On the other hand, Studio Ghibli (whose distribution rights have been owned by Disney since 1996), portrays true love as selfless love between any two characters. This is pointed out directly in Ponyo and in Howl’s Moving Castle, but also alluded to in many other Ghibli films, where siblings or friends often go to great lengths to help each other, sacrificing their wants, needs, and safety for the other.

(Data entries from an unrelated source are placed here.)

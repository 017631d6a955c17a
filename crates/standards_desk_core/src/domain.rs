//! crates/standards_desk_core/src/domain.rs
//!
//! Defines the pure, core data structures for the session client.
//! These structs are independent of any transport or storage backend; they
//! derive serde because the snapshot and the wire payloads are JSON.

use serde::{Deserialize, Serialize};

/// An authenticated user's identity record.
///
/// Immutable value type: the auth service produces it whole and the session
/// manager replaces it whole, never field by field.
#[derive(Debug, Clone, PartialEq, Eq, Serialize, Deserialize)]
pub struct User {
    pub id: String,
    pub email: String,
    pub name: String,
}

/// Login request payload.
#[derive(Debug, Clone, Serialize)]
pub struct Credentials {
    pub email: String,
    pub password: String,
}

/// Registration request payload.
#[derive(Debug, Clone, Serialize)]
pub struct Registration {
    pub email: String,
    pub password: String,
    pub name: String,
}

/// What a successful login or registration yields.
#[derive(Debug, Clone, PartialEq, Eq, Deserialize)]
pub struct AuthGrant {
    pub access_token: String,
    pub refresh_token: String,
    pub user: User,
}

/// What a successful token refresh yields.
///
/// The refresh endpoint always returns a new access token but only rotates
/// the refresh token on some backends, hence the `Option`.
#[derive(Debug, Clone, PartialEq, Eq, Deserialize)]
pub struct TokenPair {
    pub access_token: String,
    pub refresh_token: Option<String>,
}

/// The durable subset of the session state.
///
/// This is exactly what gets written to the storage slot: `is_loading` and
/// `error` are transient and never appear here.
#[derive(Debug, Clone, Default, PartialEq, Eq, Serialize, Deserialize)]
pub struct SessionSnapshot {
    pub user: Option<User>,
    pub access_token: Option<String>,
    pub refresh_token: Option<String>,
    pub is_authenticated: bool,
}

This is not to say that no Disney movies have these characteristics. Many classic Disney movies have family and friends helping each other. Some, like Beauty and the Beast, have characters holding each other up to a higher standard. Some even show characters sacrificing themselves for others, such as Mulan and Belle sacrificing themselves for their fathers, or King Triton sacrificing himself for Ariel. But these movies still don’t call this true love, portraying that as strictly romantic. The exceptions I have seen are Frozen and Brave, which each did an excellent job portraying familial love as true love. These stand up with the Ghibli movies in this respect. And let me say again that many classic Disney movies have scenes of true love between various characters, but the movies don’t imply that this love is also true the way Ghibli Studios, Frozen, and Brave do. Now I haven’t seen every Disney movie, and there may be more examples from classic Disney. But I’m hoping these two Disney princess movies are the beginnings of a shift away from the idea that love must be romantic to be true. I’m not going to hold my breath, though.
One thought on “True Love: Classic Disney vs Studio Ghibli”
Although I am not familiar with Ghibli Studios, and I am not up to date on movies at all, the thesis as developed works excellently without them. This is an interesting, thoughtful essay, and can be applied to any work of art predicated on love. Well done!